» **DESCRIPTION OF THE TASK**: Write out the data below exactly, from its first line to the line containing "between cancellation checks.", that line included.

» **EXERCISE INPUTS**:
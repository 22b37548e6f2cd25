//! [`RowSource`] over a SQLite connection.

use super::query;
use crate::cancel::CancelToken;
use crate::model::Comment;
use crate::source::{RangeQuery, RowSource, SourceError};
use anyhow::Result;
use rusqlite::Connection;
use std::path::Path;
use std::sync::{Mutex, MutexGuard, PoisonError};
use tracing::warn;

/// SQLite VM steps between cancellation checks.
const PROGRESS_STEPS: i32 = 1_000;

/// SQLite-backed comment store.
///
/// The connection sits behind a mutex, so concurrent reads (including the two
/// sides of a window) are serialized on it. Each read installs a progress
/// handler that interrupts the running statement once the cancel token fires.
#[derive(Debug)]
pub struct SqliteStore {
    conn: Mutex<Connection>,
}

impl SqliteStore {
    /// Open (or create) the database at `path` and migrate it.
    ///
    /// # Errors
    ///
    /// Returns an error if the database cannot be opened or migrated.
    pub fn open(path: &Path) -> Result<Self> {
        super::open_store(path).map(Self::from_connection)
    }

    /// A migrated private in-memory database.
    ///
    /// # Errors
    ///
    /// Returns an error if the database cannot be configured or migrated.
    pub fn open_in_memory() -> Result<Self> {
        super::open_in_memory().map(Self::from_connection)
    }

    /// Wrap an already configured and migrated connection.
    #[must_use]
    pub const fn from_connection(conn: Connection) -> Self {
        Self {
            conn: Mutex::new(conn),
        }
    }

    /// Borrow the connection, e.g. for the write helpers in [`query`].
    pub fn conn(&self) -> MutexGuard<'_, Connection> {
        self.conn.lock().unwrap_or_else(PoisonError::into_inner)
    }

    fn read<T>(
        &self,
        cancel: &CancelToken,
        op: impl FnOnce(&Connection) -> Result<T>,
    ) -> Result<T, SourceError> {
        cancel.check()?;

        let conn = self.conn();
        let token = cancel.clone();
        conn.progress_handler(PROGRESS_STEPS, Some(move || token.is_cancelled()));
        let result = op(&conn);
        conn.progress_handler(PROGRESS_STEPS, None::<fn() -> bool>);

        match result {
            Ok(value) => Ok(value),
            Err(_) if cancel.is_cancelled() => {
                warn!("sqlite read interrupted by cancellation");
                Err(SourceError::Cancelled)
            }
            Err(err) => Err(SourceError::Backend(err)),
        }
    }
}

impl RowSource for SqliteStore {
    type Row = Comment;

    fn query(&self, query: &RangeQuery, cancel: &CancelToken) -> Result<Vec<Comment>, SourceError> {
        self.read(cancel, |conn| query::query_comments(conn, query))
    }

    fn get_by_id(&self, id: i64, cancel: &CancelToken) -> Result<Option<Comment>, SourceError> {
        self.read(cancel, |conn| query::get_comment(conn, id))
    }

    fn scope_exists(&self, post_id: i64, cancel: &CancelToken) -> Result<bool, SourceError> {
        self.read(cancel, |conn| query::post_exists(conn, post_id))
    }
}
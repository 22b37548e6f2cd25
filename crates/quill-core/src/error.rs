use std::fmt;

use crate::page::cursor::CursorError;
use crate::source::SourceError;

/// Machine-readable error codes for agent-friendly decision making.
#[derive(Debug, Clone, Copy, PartialEq, Eq, Hash)]
pub enum ErrorCode {
    NotInitialized,
    ConfigParseError,
    InvalidCursor,
    InvalidArgument,
    PostNotFound,
    CommentNotFound,
    ScopeMismatch,
    QueryCancelled,
    StorageFailure,
}

impl ErrorCode {
    /// Stable code identifier (`E####`) for machine parsing.
    #[must_use]
    pub const fn code(self) -> &'static str {
        match self {
            Self::NotInitialized => "E1001",
            Self::ConfigParseError => "E1002",
            Self::InvalidCursor => "E2001",
            Self::InvalidArgument => "E2002",
            Self::PostNotFound => "E3001",
            Self::CommentNotFound => "E3002",
            Self::ScopeMismatch => "E3003",
            Self::QueryCancelled => "E4001",
            Self::StorageFailure => "E5001",
        }
    }

    /// Short human-facing summary for logs and terminal output.
    #[must_use]
    pub const fn message(self) -> &'static str {
        match self {
            Self::NotInitialized => "Project not initialized",
            Self::ConfigParseError => "Config file parse error",
            Self::InvalidCursor => "Invalid cursor",
            Self::InvalidArgument => "Invalid pagination argument",
            Self::PostNotFound => "Post not found",
            Self::CommentNotFound => "Comment not found",
            Self::ScopeMismatch => "Anchor belongs to a different post",
            Self::QueryCancelled => "Query cancelled",
            Self::StorageFailure => "Storage failure",
        }
    }

    /// Optional remediation hint that can be surfaced to operators and agents.
    #[must_use]
    pub const fn hint(self) -> Option<&'static str> {
        match self {
            Self::NotInitialized => Some("Run `ql init` to initialize this directory."),
            Self::ConfigParseError => Some("Fix syntax in .quill/config.toml and retry."),
            Self::InvalidCursor => {
                Some("Pass back a cursor exactly as returned by a previous page.")
            }
            Self::InvalidArgument => {
                Some("Use either --first/--after or --last/--before, within the page size limit.")
            }
            Self::PostNotFound | Self::CommentNotFound => None,
            Self::ScopeMismatch => Some("Pick an anchor comment that belongs to the requested post."),
            Self::QueryCancelled => Some("Retry, or raise query_timeout_ms in .quill/config.toml."),
            Self::StorageFailure => Some("Check the database file and its permissions."),
        }
    }
}

impl fmt::Display for ErrorCode {
    fn fmt(&self, f: &mut fmt::Formatter<'_>) -> fmt::Result {
        write!(f, "{}", self.code())
    }
}

/// Errors surfaced by the pagination operations.
///
/// Nothing here is retried internally. Pagination reads are idempotent, so a
/// caller may retry at a higher layer.
#[derive(Debug, thiserror::Error)]
pub enum PageError {
    /// The cursor could not be decoded.
    #[error("invalid cursor: {0}")]
    InvalidCursor(#[from] CursorError),

    /// Malformed argument combination or out-of-range count.
    #[error("invalid argument: {0}")]
    InvalidArgument(String),

    /// The anchor comment or the scoping post does not exist.
    #[error("{entity} {id} not found")]
    NotFound { entity: Entity, id: i64 },

    /// The anchor exists but belongs to another post.
    #[error("comment {anchor_id} belongs to post {actual_post}, not post {expected_post}")]
    ScopeMismatch {
        anchor_id: i64,
        expected_post: i64,
        actual_post: i64,
    },

    /// The caller cancelled or the query deadline passed.
    #[error("query cancelled")]
    Cancelled,

    /// The row source failed.
    #[error("storage error: {0:#}")]
    Storage(#[source] anyhow::Error),
}

/// Kind of record a [`PageError::NotFound`] refers to.
#[derive(Debug, Clone, Copy, PartialEq, Eq)]
pub enum Entity {
    Post,
    Comment,
}

impl fmt::Display for Entity {
    fn fmt(&self, f: &mut fmt::Formatter<'_>) -> fmt::Result {
        match self {
            Self::Post => f.write_str("post"),
            Self::Comment => f.write_str("comment"),
        }
    }
}

impl PageError {
    pub(crate) fn invalid_argument(message: impl Into<String>) -> Self {
        Self::InvalidArgument(message.into())
    }

    /// Machine-readable code associated with this error.
    #[must_use]
    pub const fn code(&self) -> ErrorCode {
        match self {
            Self::InvalidCursor(_) => ErrorCode::InvalidCursor,
            Self::InvalidArgument(_) => ErrorCode::InvalidArgument,
            Self::NotFound {
                entity: Entity::Post,
                ..
            } => ErrorCode::PostNotFound,
            Self::NotFound {
                entity: Entity::Comment,
                ..
            } => ErrorCode::CommentNotFound,
            Self::ScopeMismatch { .. } => ErrorCode::ScopeMismatch,
            Self::Cancelled => ErrorCode::QueryCancelled,
            Self::Storage(_) => ErrorCode::StorageFailure,
        }
    }

    /// Optional remediation hint for operators and agents.
    #[must_use]
    pub const fn hint(&self) -> Option<&'static str> {
        self.code().hint()
    }

    /// Whether the error was caused by the caller's input rather than the system.
    #[must_use]
    pub const fn is_client_error(&self) -> bool {
        matches!(
            self,
            Self::InvalidCursor(_)
                | Self::InvalidArgument(_)
                | Self::NotFound { .. }
                | Self::ScopeMismatch { .. }
        )
    }
}

impl From<SourceError> for PageError {
    fn from(err: SourceError) -> Self {
        match err {
            SourceError::Cancelled => Self::Cancelled,
            SourceError::Backend(err) => Self::Storage(err),
        }
    }
}
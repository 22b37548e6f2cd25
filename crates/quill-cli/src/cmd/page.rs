//! `ql comments` and `ql feed`: cursor pagination over comments.

use super::CmdContext;
use crate::output::{OutputMode, fail_page, pretty_kv, pretty_rule, pretty_section, render_mode};
use clap::Args;
use quill_core::model::Comment;
use quill_core::{CancelToken, Connection, PageArgs, Paginator, Scope, Visibility};
use std::io::{self, Write};

/// Relay paging flags shared by every paged command.
#[derive(Args, Debug, Clone, Default)]
pub struct PageFlags {
    /// Return the first N comments (after --after, if given).
    #[arg(long, value_name = "N")]
    pub first: Option<u32>,

    /// Cursor to page forward from.
    #[arg(long, value_name = "CURSOR")]
    pub after: Option<String>,

    /// Return the last N comments (before --before, if given).
    #[arg(long, value_name = "N")]
    pub last: Option<u32>,

    /// Cursor to page backward from.
    #[arg(long, value_name = "CURSOR")]
    pub before: Option<String>,
}

impl PageFlags {
    /// Fill in a count when none was given: `--before` implies `--last`,
    /// anything else pages forward.
    pub fn to_page_args(&self, default_page_size: u32) -> PageArgs {
        let mut args = PageArgs {
            first: self.first,
            after: self.after.clone(),
            last: self.last,
            before: self.before.clone(),
        };
        if args.first.is_none() && args.last.is_none() {
            if args.before.is_some() && args.after.is_none() {
                args.last = Some(default_page_size);
            } else {
                args.first = Some(default_page_size);
            }
        }
        args
    }
}

#[derive(Args, Debug, Clone, Default)]
pub struct VisibilityFlags {
    /// Include soft-deleted comments.
    #[arg(long, conflicts_with = "deleted_only")]
    pub include_deleted: bool,

    /// Only soft-deleted comments.
    #[arg(long)]
    pub deleted_only: bool,
}

impl VisibilityFlags {
    pub const fn visibility(&self) -> Visibility {
        if self.deleted_only {
            Visibility::DELETED
        } else if self.include_deleted {
            Visibility::ALL
        } else {
            Visibility::LIVE
        }
    }
}

#[derive(Args, Debug)]
pub struct CommentsArgs {
    /// Post whose comments to page through.
    pub post_id: i64,

    #[command(flatten)]
    pub page: PageFlags,

    #[command(flatten)]
    pub visibility: VisibilityFlags,
}

#[derive(Args, Debug)]
pub struct FeedArgs {
    #[command(flatten)]
    pub page: PageFlags,

    #[command(flatten)]
    pub visibility: VisibilityFlags,
}

pub fn run_comments(args: &CommentsArgs, ctx: &CmdContext) -> anyhow::Result<()> {
    run_paged(Scope::Post(args.post_id), &args.page, &args.visibility, ctx)
}

pub fn run_feed(args: &FeedArgs, ctx: &CmdContext) -> anyhow::Result<()> {
    run_paged(Scope::Feed, &args.page, &args.visibility, ctx)
}

fn run_paged(
    scope: Scope,
    page: &PageFlags,
    visibility: &VisibilityFlags,
    ctx: &CmdContext,
) -> anyhow::Result<()> {
    let store = ctx.open_store()?;
    let paginator = Paginator::new(store, ctx.pagination.clone());
    let args = page.to_page_args(ctx.pagination.default_page_size);

    let connection = paginator
        .page(scope, visibility.visibility(), &args, &CancelToken::new())
        .map_err(|err| fail_page(ctx.output, err))?;

    render_connection(ctx.output, &connection)
}

/// Single-line form of a comment body for tab-separated output.
fn escape_field(raw: &str) -> String {
    raw.replace('\\', "\\\\")
        .replace('\n', "\\n")
        .replace('\t', "\\t")
}

fn write_text(conn: &Connection<Comment>, w: &mut dyn Write) -> io::Result<()> {
    for edge in &conn.edges {
        let c = &edge.node;
        writeln!(
            w,
            "{}\t{}\t{}\t{}\t{}\t{}",
            c.comment_id,
            c.post_id,
            c.created_at.to_rfc3339(),
            escape_field(&c.author),
            if c.is_deleted { "deleted" } else { "live" },
            escape_field(&c.body)
        )?;
    }
    let info = &conn.page_info;
    if info.has_previous_page
        && let Some(cursor) = &info.start_cursor
    {
        writeln!(w, "prev\t{cursor}")?;
    }
    if info.has_next_page
        && let Some(cursor) = &info.end_cursor
    {
        writeln!(w, "next\t{cursor}")?;
    }
    Ok(())
}

fn write_pretty(conn: &Connection<Comment>, w: &mut dyn Write) -> io::Result<()> {
    pretty_section(w, &format!("Comments ({})", conn.len()))?;
    if conn.is_empty() {
        writeln!(w, "(none)")?;
    }
    for c in conn.nodes() {
        let marker = if c.is_deleted { " [deleted]" } else { "" };
        writeln!(
            w,
            "#{} on post {} by {} at {}{marker}",
            c.comment_id,
            c.post_id,
            c.author,
            c.created_at.format("%Y-%m-%d %H:%M:%S")
        )?;
        for line in c.body.lines() {
            writeln!(w, "    {line}")?;
        }
    }
    pretty_rule(w)?;
    let info = &conn.page_info;
    pretty_kv(w, "previous", if info.has_previous_page { "yes" } else { "no" })?;
    pretty_kv(w, "next", if info.has_next_page { "yes" } else { "no" })?;
    if let Some(cursor) = &info.start_cursor {
        pretty_kv(w, "start", cursor.as_str())?;
    }
    if let Some(cursor) = &info.end_cursor {
        pretty_kv(w, "end", cursor.as_str())?;
    }
    Ok(())
}

/// Render a page of comments. JSON is the connection itself.
pub fn render_connection(output: OutputMode, conn: &Connection<Comment>) -> anyhow::Result<()> {
    render_mode(output, conn, write_text, write_pretty)
}
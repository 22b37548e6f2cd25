//! In-memory row source.
//!
//! Holds posts and comments behind an [`RwLock`]. Queries scan, filter and
//! sort on every call, which is fine for tests and small fixtures. An
//! optional per-read latency and failure switch make cancellation and error
//! paths reproducible.

use crate::cancel::CancelToken;
use crate::model::{Comment, Post};
use crate::page::Scope;
use crate::source::{OrderDirection, RangeQuery, Record, RowSource, SourceError};
use chrono::{DateTime, Utc};
use std::collections::BTreeMap;
use std::sync::atomic::{AtomicBool, Ordering};
use std::sync::{PoisonError, RwLock, RwLockReadGuard, RwLockWriteGuard};
use std::thread;
use std::time::{Duration, Instant};

const LATENCY_SLICE: Duration = Duration::from_millis(1);

#[derive(Debug, Default)]
struct State {
    posts: BTreeMap<i64, Post>,
    comments: BTreeMap<i64, Comment>,
}

#[derive(Debug, Default)]
pub struct MemoryStore {
    state: RwLock<State>,
    latency: Duration,
    failing: AtomicBool,
}

impl MemoryStore {
    #[must_use]
    pub fn new() -> Self {
        Self::default()
    }

    /// Every read sleeps for `latency`, waking early if cancelled.
    #[must_use]
    pub fn with_latency(latency: Duration) -> Self {
        Self {
            latency,
            ..Self::default()
        }
    }

    /// Make every read fail with a backend error until switched off.
    pub fn set_failing(&self, failing: bool) {
        self.failing.store(failing, Ordering::Release);
    }

    fn read(&self) -> RwLockReadGuard<'_, State> {
        self.state.read().unwrap_or_else(PoisonError::into_inner)
    }

    fn write(&self) -> RwLockWriteGuard<'_, State> {
        self.state.write().unwrap_or_else(PoisonError::into_inner)
    }

    pub fn insert_post(
        &self,
        post_id: i64,
        title: &str,
        is_published: bool,
        created_at: DateTime<Utc>,
    ) -> Post {
        let post = Post {
            post_id,
            title: title.to_string(),
            is_published,
            created_at,
        };
        self.write().posts.insert(post_id, post.clone());
        post
    }

    /// Flip a post's published flag. Returns false when the post is unknown.
    pub fn set_published(&self, post_id: i64, is_published: bool) -> bool {
        self.write()
            .posts
            .get_mut(&post_id)
            .map(|post| post.is_published = is_published)
            .is_some()
    }

    /// Insert or replace a comment with an explicit id.
    pub fn insert_comment(&self, comment: Comment) {
        self.write().comments.insert(comment.comment_id, comment);
    }

    /// Append a live comment with the next free id. Returns `None` once the
    /// highest id is `i64::MAX`.
    pub fn add_comment(
        &self,
        post_id: i64,
        author: &str,
        body: &str,
        created_at: DateTime<Utc>,
    ) -> Option<Comment> {
        let mut state = self.write();
        let comment_id = match state.comments.last_key_value() {
            Some((id, _)) => id.checked_add(1)?,
            None => 1,
        };
        let comment = Comment {
            comment_id,
            post_id,
            author: author.to_string(),
            body: body.to_string(),
            is_deleted: false,
            deleted_at: None,
            created_at,
        };
        state.comments.insert(comment_id, comment.clone());
        Some(comment)
    }

    /// Mark a comment deleted. Returns false when it is unknown.
    pub fn soft_delete(&self, comment_id: i64, at: DateTime<Utc>) -> bool {
        self.write()
            .comments
            .get_mut(&comment_id)
            .map(|comment| {
                comment.is_deleted = true;
                comment.deleted_at = Some(at);
            })
            .is_some()
    }

    fn simulate_read(&self, cancel: &CancelToken) -> Result<(), SourceError> {
        cancel.check()?;
        if !self.latency.is_zero() {
            let started = Instant::now();
            while started.elapsed() < self.latency {
                thread::sleep(LATENCY_SLICE);
                cancel.check()?;
            }
        }
        if self.failing.load(Ordering::Acquire) {
            return Err(anyhow::anyhow!("memory store is failing").into());
        }
        Ok(())
    }
}

impl RowSource for MemoryStore {
    type Row = Comment;

    fn query(&self, query: &RangeQuery, cancel: &CancelToken) -> Result<Vec<Comment>, SourceError> {
        self.simulate_read(cancel)?;

        let state = self.read();
        let in_scope = |comment: &Comment| match query.scope {
            Scope::Post(post_id) => comment.post_id == post_id,
            Scope::Feed => state
                .posts
                .get(&comment.post_id)
                .is_some_and(|post| post.is_published),
        };

        let mut rows: Vec<Comment> = state
            .comments
            .values()
            .filter(|comment| in_scope(comment))
            .filter(|comment| query.visibility.admits(*comment))
            .filter(|comment| {
                query
                    .boundary
                    .is_none_or(|boundary| boundary.admits(&comment.sort_key()))
            })
            .cloned()
            .collect();

        match query.order {
            OrderDirection::Asc => rows.sort_by_key(Record::sort_key),
            OrderDirection::Desc => rows.sort_by_key(|comment| std::cmp::Reverse(comment.sort_key())),
        }
        rows.truncate(query.limit);
        Ok(rows)
    }

    fn get_by_id(&self, id: i64, cancel: &CancelToken) -> Result<Option<Comment>, SourceError> {
        self.simulate_read(cancel)?;
        Ok(self.read().comments.get(&id).cloned())
    }

    fn scope_exists(&self, post_id: i64, cancel: &CancelToken) -> Result<bool, SourceError> {
        self.simulate_read(cancel)?;
        Ok(self.read().posts.contains_key(&post_id))
    }
}
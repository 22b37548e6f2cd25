//! SQLite persistence.
//!
//! Runtime defaults:
//! - `journal_mode = WAL` to allow concurrent readers while writers append
//! - `busy_timeout = 5s` to ride out transient lock contention
//! - `foreign_keys = ON` so comments cannot outlive their post

pub mod migrations;
pub mod query;
pub mod schema;
pub mod store;

use anyhow::{Context, Result};
use rusqlite::Connection;
use std::{path::Path, time::Duration};

/// Busy timeout used for store connections.
pub const DEFAULT_BUSY_TIMEOUT: Duration = Duration::from_secs(5);

/// Open (or create) the store database, apply runtime pragmas, and migrate
/// the schema to the latest version.
///
/// # Errors
///
/// Returns an error if opening/configuring/migrating the database fails.
pub fn open_store(path: &Path) -> Result<Connection> {
    if let Some(parent) = path.parent() {
        std::fs::create_dir_all(parent)
            .with_context(|| format!("create store directory {}", parent.display()))?;
    }

    let mut conn =
        Connection::open(path).with_context(|| format!("open store database {}", path.display()))?;

    configure_connection(&conn).context("configure sqlite pragmas")?;
    migrations::migrate(&mut conn).context("apply store migrations")?;

    Ok(conn)
}

/// Open a migrated in-memory database. WAL does not apply in memory.
///
/// # Errors
///
/// Returns an error if configuring or migrating the database fails.
pub fn open_in_memory() -> Result<Connection> {
    let mut conn = Connection::open_in_memory().context("open in-memory store")?;
    conn.pragma_update(None, "foreign_keys", "ON")
        .context("enable foreign keys")?;
    migrations::migrate(&mut conn).context("apply store migrations")?;
    Ok(conn)
}

fn configure_connection(conn: &Connection) -> rusqlite::Result<()> {
    conn.pragma_update(None, "foreign_keys", "ON")?;
    conn.pragma_update(None, "synchronous", "NORMAL")?;
    let _journal_mode: String =
        conn.query_row("PRAGMA journal_mode = WAL", [], |row| row.get(0))?;
    conn.busy_timeout(DEFAULT_BUSY_TIMEOUT)?;
    Ok(())
}

#[cfg(test)]
mod tests {
    use super::{DEFAULT_BUSY_TIMEOUT, open_store};
    use crate::db::migrations;
    use tempfile::TempDir;

    fn temp_db_path() -> (TempDir, std::path::PathBuf) {
        let dir = tempfile::tempdir().expect("create temp dir");
        let path = dir.path().join("nested/quill.sqlite3");
        (dir, path)
    }

    #[test]
    fn open_store_sets_wal_busy_timeout_and_fk() {
        let (_dir, path) = temp_db_path();
        let conn = open_store(&path).expect("open store db");

        let journal_mode: String = conn
            .pragma_query_value(None, "journal_mode", |row| row.get(0))
            .expect("query journal_mode");
        assert_eq!(journal_mode.to_ascii_lowercase(), "wal");

        let busy_timeout_ms: u64 = conn
            .pragma_query_value(None, "busy_timeout", |row| row.get(0))
            .expect("query busy_timeout");
        assert_eq!(
            u128::from(busy_timeout_ms),
            DEFAULT_BUSY_TIMEOUT.as_millis()
        );

        let foreign_keys: i64 = conn
            .pragma_query_value(None, "foreign_keys", |row| row.get(0))
            .expect("query foreign_keys");
        assert_eq!(foreign_keys, 1);
    }

    #[test]
    fn open_store_creates_parent_and_migrates() {
        let (_dir, path) = temp_db_path();
        let conn = open_store(&path).expect("open store db");
        assert!(path.exists());

        let version = migrations::current_schema_version(&conn).expect("schema version query");
        assert_eq!(version, migrations::LATEST_SCHEMA_VERSION);
    }

    #[test]
    fn reopening_keeps_data() {
        let (_dir, path) = temp_db_path();
        {
            let conn = open_store(&path).expect("open store db");
            conn.execute(
                "INSERT INTO posts (title, is_published, created_at_us) VALUES ('keep', 1, 0)",
                [],
            )
            .expect("insert post");
        }

        let conn = open_store(&path).expect("reopen store db");
        let count: i64 = conn
            .query_row("SELECT COUNT(*) FROM posts", [], |row| row.get(0))
            .expect("count posts");
        assert_eq!(count, 1);
    }
}
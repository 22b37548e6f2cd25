//! quill-core library.
//!
//! Keyset (cursor) pagination over comment threads and the global comment
//! feed. The engine in [`page`] is stateless: every call plans one or two
//! range queries against a [`source::RowSource`] and assembles a Relay-style
//! [`page::Connection`] from the rows it gets back.
//!
//! # Conventions
//!
//! - **Errors**: `thiserror` enums at the engine boundary ([`error::PageError`],
//!   [`page::cursor::CursorError`], [`source::SourceError`]); `anyhow::Result`
//!   for storage and setup helpers.
//! - **Logging**: Use `tracing` macros (`info!`, `warn!`, `error!`, `debug!`, `trace!`).

pub mod cancel;
pub mod config;
pub mod db;
pub mod error;
pub mod memory;
pub mod model;
pub mod page;
pub mod source;

pub use cancel::CancelToken;
pub use db::store::SqliteStore;
pub use error::{ErrorCode, PageError};
pub use memory::MemoryStore;
pub use page::engine::Paginator;
pub use page::{Connection, Cursor, Edge, Filter, PageArgs, PageInfo, Scope, SortKey, Visibility};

» **EXERCISE RESULT**:
repository 22b37548e6f2cd25
//! [`RowSource`] over a SQLite connection.

use super::query;
use crate::cancel::CancelToken;
use crate::model::Comment;
use crate::source::{RangeQuery, RowSource, SourceError};
use anyhow::Result;
use rusqlite::Connection;
use std::path::Path;
use std::sync::{Mutex, MutexGuard, PoisonError};
use tracing::warn;

/// SQLite VM steps between cancellation checks.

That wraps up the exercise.